The Agile Manifesto

A collection of 4 values and 12 principles that define the mindset Agile teams strive for. Published in 2001 by 17 software developers. It describes a philosophy; specific frameworks like Scrum and kanban are the means by which the philosophy is practiced.

The four values

The manifesto prefers the items on the left over those on the right — while still valuing both:

  • Individuals and interactions over processes and tools
  • Working software over comprehensive documentation
  • Customer collaboration over contract negotiation
  • Responding to change over following a plan

The 12 principles, grouped into 4 themes

Theme 1 — Value Delivery

How do Agile teams deliver highly valuable products?

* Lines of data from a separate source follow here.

//! Add-on packaging into `.mcaddon` archives.
//!
//! Walks each pack directory, stores every file under
//! `<pack dir name>/<relative path>` in a deflate-compressed zip, and
//! reports the SHA-256 digest of the result.

use super::packaging_error::PackagingError;
use log::{debug, trace, warn};
use sha2::{Digest, Sha256};
use std::fs;
use std::io::{self, Read};
use std::path::{Component, Path, PathBuf};
use walkdir::WalkDir;
use zip::write::SimpleFileOptions;
use zip::{CompressionMethod, ZipWriter};

/// Input parameters for the [`package_addon`] function.
#[derive(Debug, Clone)]
pub struct PackageParams {
    /// Pack directories to include, in archive order.
    pub pack_dirs: Vec<PathBuf>,
    /// Where the archive is written.
    pub archive_path: PathBuf,
}

/// Output produced by [`package_addon`].
#[derive(Debug, Clone)]
pub struct PackageOutput {
    /// Path to the created archive.
    pub archive_path: PathBuf,
    /// Entry names written to the archive, in order.
    pub entries: Vec<String>,
    /// Lowercase hex SHA-256 digest of the archive.
    pub sha256: String,
}

/// Return the name a pack directory's entries are stored under.
///
/// # Errors
///
/// Returns [`PackagingError::UnnamedPackDir`] when the path has no final
/// normal component (for example `/` or `..`).
pub fn pack_dir_name(dir: &Path) -> Result<String, PackagingError> {
    match dir.components().next_back() {
        Some(Component::Normal(name)) => Ok(name.to_string_lossy().into_owned()),
        _ => Err(PackagingError::UnnamedPackDir(dir.to_path_buf())),
    }
}

/// Check that no two pack directories would store entries under the same
/// name.
///
/// # Errors
///
/// Returns [`PackagingError::DuplicatePackName`] on the first collision, or
/// [`PackagingError::UnnamedPackDir`] for a directory without a name.
pub fn ensure_distinct_pack_names(pack_dirs: &[PathBuf]) -> Result<(), PackagingError> {
    let mut seen: Vec<(String, &PathBuf)> = Vec::with_capacity(pack_dirs.len());
    for dir in pack_dirs {
        let name = pack_dir_name(dir)?;
        if let Some((_, first)) = seen.iter().find(|(existing, _)| *existing == name) {
            return Err(PackagingError::DuplicatePackName {
                name,
                first: (*first).clone(),
                second: dir.clone(),
            });
        }
        seen.push((name, dir));
    }
    Ok(())
}

/// Collect `(source_path, archive_name)` pairs for every file under the
/// pack directories.
///
/// Files are visited in file-name order so archives are reproducible.
/// Directories that do not exist are skipped with a warning; symlinks to
/// directories are not followed.
///
/// # Errors
///
/// Returns [`PackagingError::Walk`] if a directory cannot be read.
pub fn collect_entries(pack_dirs: &[PathBuf]) -> Result<Vec<(PathBuf, String)>, PackagingError> {
    let mut entries = Vec::new();
    for dir in pack_dirs {
        if !dir.is_dir() {
            warn!("pack directory {} does not exist; skipping", dir.display());
            continue;
        }
        let prefix = pack_dir_name(dir)?;
        for entry in WalkDir::new(dir).sort_by_file_name() {
            let entry = entry?;
            if !entry.path().is_file() {
                continue;
            }
            let relative = entry.path().strip_prefix(dir).unwrap_or(entry.path());
            let name = archive_name(&prefix, relative);
            trace!("queued {} as {name}", entry.path().display());
            entries.push((entry.into_path(), name));
        }
    }
    Ok(entries)
}

/// Join a pack prefix and a relative path with `/` separators.
fn archive_name(prefix: &str, relative: &Path) -> String {
    relative
        .components()
        .filter_map(|component| match component {
            Component::Normal(part) => Some(part.to_string_lossy()),
            _ => None,
        })
        .fold(prefix.to_owned(), |mut name, part| {
            name.push('/');
            name.push_str(&part);
            name
        })
}

/// Create a deflate-compressed zip archive at `output_path`.
///
/// Each entry in `files` is a `(source_path, archive_name)` pair.
///
/// # Errors
///
/// Returns [`PackagingError::Io`] if a source file cannot be read or the
/// archive cannot be written, or [`PackagingError::Zip`] if the zip writer
/// rejects an entry.
pub fn create_archive(
    output_path: &Path,
    files: &[(PathBuf, String)],
) -> Result<(), PackagingError> {
    let output_file = fs::File::create(output_path)?;
    let mut writer = ZipWriter::new(output_file);
    let options = SimpleFileOptions::default().compression_method(CompressionMethod::Deflated);

    for (source_path, archive_name) in files {
        writer.start_file(archive_name.as_str(), options)?;
        let mut source = fs::File::open(source_path)?;
        io::copy(&mut source, &mut writer)?;
    }

    writer.finish()?;
    Ok(())
}

/// Compute the SHA-256 digest of a file as lowercase hex.
///
/// # Errors
///
/// Returns [`PackagingError::Io`] if the file cannot be read.
pub fn compute_sha256(path: &Path) -> Result<String, PackagingError> {
    let mut file = fs::File::open(path)?;
    let mut hasher = Sha256::new();
    let mut buffer = [0u8; 8192];
    loop {
        let bytes_read = file.read(&mut buffer)?;
        if bytes_read == 0 {
            break;
        }
        hasher.update(&buffer[..bytes_read]);
    }
    Ok(format!("{:x}", hasher.finalize()))
}

/// Package the pack directories into a single `.mcaddon` archive.
///
/// # Errors
///
/// Returns [`PackagingError`] if the pack names collide, a directory
/// cannot be walked, or the archive cannot be written.
pub fn package_addon(params: &PackageParams) -> Result<PackageOutput, PackagingError> {
    ensure_distinct_pack_names(&params.pack_dirs)?;
    let files = collect_entries(&params.pack_dirs)?;
    debug!(
        "writing {} file(s) to {}",
        files.len(),
        params.archive_path.display()
    );

    create_archive(&params.archive_path, &files)?;
    let sha256 = compute_sha256(&params.archive_path)?;

    Ok(PackageOutput {
        archive_path: params.archive_path.clone(),
        entries: files.into_iter().map(|(_, name)| name).collect(),
        sha256,
    })
}

#[cfg(test)]
#[path = "packaging_tests.rs"]
mod tests;
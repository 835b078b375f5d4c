//! Error types for manifest parsing and validation.
//!
//! Each variant names the part of the manifest that failed validation so
//! the caller can attach the file path and report it verbatim.

use thiserror::Error;

/// Errors arising from a malformed pack manifest.
#[derive(Debug, Error)]
pub enum ManifestError {
    /// The manifest text is not valid JSON.
    #[error("manifest is not valid JSON: {0}")]
    Json(#[from] serde_json::Error),

    /// The top-level JSON value is not an object.
    #[error("manifest root must be a JSON object")]
    NotAnObject,

    /// The `header` field is absent or not an object.
    #[error("manifest has no \"header\" object")]
    MissingHeader,

    /// The header carries no string `uuid`.
    #[error("manifest header has no string \"uuid\"")]
    MissingUuid,

    /// A version field is not a three-element array of integers.
    #[error("{location} version must be an array of three non-negative integers")]
    InvalidVersion {
        /// Where the offending version lives (for example `header`).
        location: String,
    },

    /// `modules` or `dependencies` is present but not an array of objects.
    #[error("\"{field}\" must be an array of objects")]
    InvalidList {
        /// The offending top-level field.
        field: &'static str,
    },
}
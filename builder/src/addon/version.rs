//! Pack version triple used by Bedrock manifests.
//!
//! Manifests store versions as a three-element JSON array
//! (`[major, minor, patch]`). [`PackVersion`] is the validated form of that
//! array; the patch bump is a pure function on it.

use serde::{Deserialize, Deserializer, Serialize, Serializer};
use std::fmt;

/// A `[major, minor, patch]` version triple.
///
/// # Examples
///
/// ```
/// use smellyblox_builder::addon::version::PackVersion;
///
/// let current = PackVersion::new(1, 0, 4);
/// let next = current.next_patch().expect("patch below u32::MAX");
/// assert_eq!(next.to_string(), "1.0.5");
/// ```
#[derive(Debug, Clone, Copy, PartialEq, Eq, Hash, PartialOrd, Ord)]
pub struct PackVersion {
    major: u32,
    minor: u32,
    patch: u32,
}

impl PackVersion {
    /// Create a version from its three components.
    #[must_use]
    pub const fn new(major: u32, minor: u32, patch: u32) -> Self {
        Self {
            major,
            minor,
            patch,
        }
    }

    /// Return the major component.
    #[must_use]
    pub const fn major(self) -> u32 {
        self.major
    }

    /// Return the minor component.
    #[must_use]
    pub const fn minor(self) -> u32 {
        self.minor
    }

    /// Return the patch component.
    #[must_use]
    pub const fn patch(self) -> u32 {
        self.patch
    }

    /// Return the version with the patch component incremented by one.
    ///
    /// Major and minor are left untouched. Returns `None` when the patch
    /// component is already `u32::MAX`.
    #[must_use]
    pub const fn next_patch(self) -> Option<Self> {
        match self.patch.checked_add(1) {
            Some(patch) => Some(Self::new(self.major, self.minor, patch)),
            None => None,
        }
    }

    /// Return the components as an array, the shape manifests store.
    #[must_use]
    pub const fn as_array(self) -> [u32; 3] {
        [self.major, self.minor, self.patch]
    }

    /// Interpret a JSON value as a version triple.
    ///
    /// Returns `None` unless the value is an array of exactly three
    /// integers that each fit in a `u32`.
    #[must_use]
    pub fn from_json(value: &serde_json::Value) -> Option<Self> {
        let items = value.as_array()?;
        let [major, minor, patch] = items.as_slice() else {
            return None;
        };
        let component = |v: &serde_json::Value| v.as_u64().and_then(|n| u32::try_from(n).ok());
        Some(Self::new(
            component(major)?,
            component(minor)?,
            component(patch)?,
        ))
    }

    /// Render the version as the JSON array manifests store.
    #[must_use]
    pub fn to_json(self) -> serde_json::Value {
        serde_json::Value::from(self.as_array().to_vec())
    }
}

impl From<[u32; 3]> for PackVersion {
    fn from([major, minor, patch]: [u32; 3]) -> Self {
        Self::new(major, minor, patch)
    }
}

impl fmt::Display for PackVersion {
    fn fmt(&self, f: &mut fmt::Formatter<'_>) -> fmt::Result {
        write!(f, "{}.{}.{}", self.major, self.minor, self.patch)
    }
}

impl Serialize for PackVersion {
    fn serialize<S: Serializer>(&self, serializer: S) -> Result<S::Ok, S::Error> {
        self.as_array().serialize(serializer)
    }
}

impl<'de> Deserialize<'de> for PackVersion {
    fn deserialize<D: Deserializer<'de>>(deserializer: D) -> Result<Self, D::Error> {
        <[u32; 3]>::deserialize(deserializer).map(Self::from)
    }
}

  • Highest priority is to satisfy the customer through early and continuous delivery of valuable software.
  • Deliver working software frequently, from a couple of weeks to a couple of months.
  • Working software is the primary measure of progress.
  • Simplicity — the art of maximizing the amount of work not done — is essential.
  • Continuous attention to technical excellence and good design enhances agility.

Summary: Deliver fast to get feedback and mitigate time risk. Simplicity lets the team focus on what matters.

Theme 2 — Business Collaboration

How do Agile teams work with business partners?

  • Welcome changing requirements, even late in development. Agile processes harness change for the customer’s competitive advantage.
  • Business people and developers must work together daily throughout the project.

Summary: Constant collaboration with the business enables instant adjustment to new information.

Theme 3 — Team Dynamics and Culture

How does a team maintain the interpersonal dynamics that deliver value?

  • Build projects around motivated individuals. Give them the environment and support they need; trust them to get the job done.
  • Face-to-face conversation is the most efficient and effective way to convey information.
  • Agile processes promote sustainable development. Sponsors, developers, and users should maintain a constant pace indefinitely.
  • The best architectures, requirements, and designs emerge from self-organizing teams.

Summary: Make sure the team is motivated, trusted, resourced, and working at a sustainable pace.

Theme 4 — Retrospectives and Continuous Learning

How does the team continuously increase performance?

  • At regular intervals, the team reflects on how to become more effective, then tunes and adjusts its behavior accordingly.

Summary: Strive to continuously learn and adapt.

Questions for improvement:

  • How is the team doing?
  • Are the customers happy?
  • Are there processes or tools we could optimize?
  • Are we following the values?

Application

The manifesto is a reference for mindset, not procedure. When a team debates whether to follow a process strictly or bend it to serve a customer need, the values give the answer: the left-hand items take precedence.